Working data START
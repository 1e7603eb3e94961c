#![forbid(unsafe_code)]

use clap::{Args, Parser, Subcommand};
use gm_core::layout::LayoutDirection;
use gm_core::projection::RenderSettings;
use gm_core::{GoalId, GoalPriority, GoalStatus};
use std::path::PathBuf;

#[derive(Debug, Parser)]
#[command(name = "goalmap")]
#[command(about = "Goal hierarchies: progress roll-up, layered layout and subtree edits")]
pub(crate) struct Cli {
    /// Directory holding the goal database
    #[arg(long, env = "GOALMAP_STORAGE_DIR", default_value = ".goalmap", global = true)]
    pub storage_dir: PathBuf,

    /// Layout direction: tb, bt, lr or rl
    #[arg(long, env = "GOALMAP_DIRECTION", default_value = "tb", value_parser = parse_direction, global = true)]
    pub direction: LayoutDirection,

    /// Include descriptions in rendered nodes
    #[arg(long, env = "GOALMAP_SHOW_DESCRIPTIONS", default_value_t = true, action = clap::ArgAction::Set, global = true)]
    pub show_descriptions: bool,

    /// Rendered descriptions are cut to this many characters (0 keeps them whole)
    #[arg(long, env = "GOALMAP_MAX_DESCRIPTION_LENGTH", default_value_t = 50, global = true)]
    pub max_description_length: usize,

    #[command(subcommand)]
    pub command: Command,
}

impl Cli {
    pub fn render_settings(&self) -> RenderSettings {
        RenderSettings {
            show_descriptions: self.show_descriptions,
            max_description_length: self.max_description_length,
        }
    }
}

#[derive(Debug, Subcommand)]
pub(crate) enum Command {
    /// Every goal as a flat list
    List,
    /// Assembled forest with progress, or one subtree of it
    Tree {
        #[arg(long, value_parser = parse_goal_id)]
        root: Option<GoalId>,
    },
    /// One goal with its progress and ancestry
    Show {
        #[arg(value_parser = parse_goal_id)]
        id: GoalId,
    },
    /// Direct children of a goal, or the roots
    Children {
        #[arg(long, value_parser = parse_goal_id)]
        parent: Option<GoalId>,
    },
    Create(CreateArgs),
    Update(UpdateArgs),
    /// Move a goal under another parent
    Reparent {
        #[arg(value_parser = parse_goal_id)]
        id: GoalId,
        #[arg(long, value_parser = parse_goal_id, conflicts_with = "root", required_unless_present = "root")]
        parent: Option<GoalId>,
        /// Detach the goal and make it a root
        #[arg(long)]
        root: bool,
    },
    /// Translate a goal and its whole subtree
    Move {
        #[arg(value_parser = parse_goal_id)]
        id: GoalId,
        #[arg(long, allow_negative_numbers = true)]
        dx: i64,
        #[arg(long, allow_negative_numbers = true)]
        dy: i64,
    },
    Collapse {
        #[arg(value_parser = parse_goal_id)]
        id: GoalId,
    },
    Expand {
        #[arg(value_parser = parse_goal_id)]
        id: GoalId,
    },
    /// Delete a goal and all of its descendants
    Delete {
        #[arg(value_parser = parse_goal_id)]
        id: GoalId,
    },
    /// Run the layered auto-layout and persist the result
    Layout {
        /// Lay out only this goal's subtree
        #[arg(long, value_parser = parse_goal_id, conflicts_with = "tree_of")]
        scope: Option<GoalId>,
        /// Lay out the whole tree containing this goal
        #[arg(long, value_parser = parse_goal_id)]
        tree_of: Option<GoalId>,
    },
    /// Canvas view: nodes and edges with visibility flags
    Render,
    /// Apply a canvas edit given as JSON, e.g. {"kind":"toggle_collapsed","id":"3"}
    Apply {
        edit: String,
    },
    /// Replace all goals with the demo tree
    Seed,
}

#[derive(Debug, Args)]
pub(crate) struct CreateArgs {
    #[arg(long)]
    pub title: String,
    #[arg(long)]
    pub description: Option<String>,
    #[arg(long, value_parser = parse_goal_id)]
    pub parent: Option<GoalId>,
    #[arg(long, value_parser = parse_status)]
    pub status: Option<GoalStatus>,
    #[arg(long)]
    pub color: Option<String>,
    #[arg(long, value_parser = parse_priority)]
    pub priority: Option<GoalPriority>,
    #[arg(long, requires = "y")]
    pub x: Option<i64>,
    #[arg(long, requires = "x")]
    pub y: Option<i64>,
}

#[derive(Debug, Args)]
pub(crate) struct UpdateArgs {
    #[arg(value_parser = parse_goal_id)]
    pub id: GoalId,
    #[arg(long)]
    pub title: Option<String>,
    /// New description; an empty string clears it
    #[arg(long)]
    pub description: Option<String>,
    #[arg(long, value_parser = parse_status)]
    pub status: Option<GoalStatus>,
    /// New color; an empty string clears it
    #[arg(long)]
    pub color: Option<String>,
    #[arg(long, value_parser = parse_priority)]
    pub priority: Option<GoalPriority>,
}

fn parse_goal_id(raw: &str) -> Result<GoalId, String> {
    GoalId::parse(raw).map_err(|err| err.message().to_string())
}

fn parse_direction(raw: &str) -> Result<LayoutDirection, String> {
    LayoutDirection::from_str(raw).ok_or_else(|| format!("unknown direction: {raw}"))
}

fn parse_status(raw: &str) -> Result<GoalStatus, String> {
    GoalStatus::from_str(raw).ok_or_else(|| format!("unknown status: {raw}"))
}

fn parse_priority(raw: &str) -> Result<GoalPriority, String> {
    GoalPriority::from_str(raw).ok_or_else(|| format!("unknown priority: {raw}"))
}

#[cfg(test)]
mod tests {
    use super::*;

    #[test]
    fn defaults_apply_without_flags() {
        let cli = Cli::try_parse_from(["goalmap", "render"]).unwrap();
        assert_eq!(cli.storage_dir, PathBuf::from(".goalmap"));
        assert_eq!(cli.direction, LayoutDirection::TopBottom);
        assert_eq!(cli.render_settings(), RenderSettings::default());
        assert!(matches!(cli.command, Command::Render));
    }

    #[test]
    fn global_flags_follow_the_subcommand() {
        let cli = Cli::try_parse_from([
            "goalmap",
            "layout",
            "--tree-of",
            "goal-4",
            "--direction",
            "lr",
            "--show-descriptions",
            "false",
        ])
        .unwrap();
        assert_eq!(cli.direction, LayoutDirection::LeftRight);
        assert!(!cli.show_descriptions);
        match cli.command {
            Command::Layout { scope, tree_of } => {
                assert_eq!(scope, None);
                assert_eq!(tree_of, Some(GoalId::try_new(4).unwrap()));
            }
            other => panic!("unexpected command: {other:?}"),
        }
    }

    #[test]
    fn move_accepts_negative_deltas() {
        let cli = Cli::try_parse_from(["goalmap", "move", "3", "--dx", "-40", "--dy", "15"]).unwrap();
        match cli.command {
            Command::Move { id, dx, dy } => {
                assert_eq!(id.get(), 3);
                assert_eq!((dx, dy), (-40, 15));
            }
            other => panic!("unexpected command: {other:?}"),
        }
    }

    #[test]
    fn bad_values_are_rejected() {
        assert!(Cli::try_parse_from(["goalmap", "show", "0"]).is_err());
        assert!(Cli::try_parse_from(["goalmap", "--direction", "up", "render"]).is_err());
        assert!(
            Cli::try_parse_from(["goalmap", "create", "--title", "x", "--status", "someday"])
                .is_err()
        );
        assert!(Cli::try_parse_from(["goalmap", "reparent", "2", "--parent", "1", "--root"]).is_err());
    }
}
Working data END
Task to carry out = Give the number of lines in the records that contain the string "UpdateArgs", and nothing besides.

Answer to this exercise = 2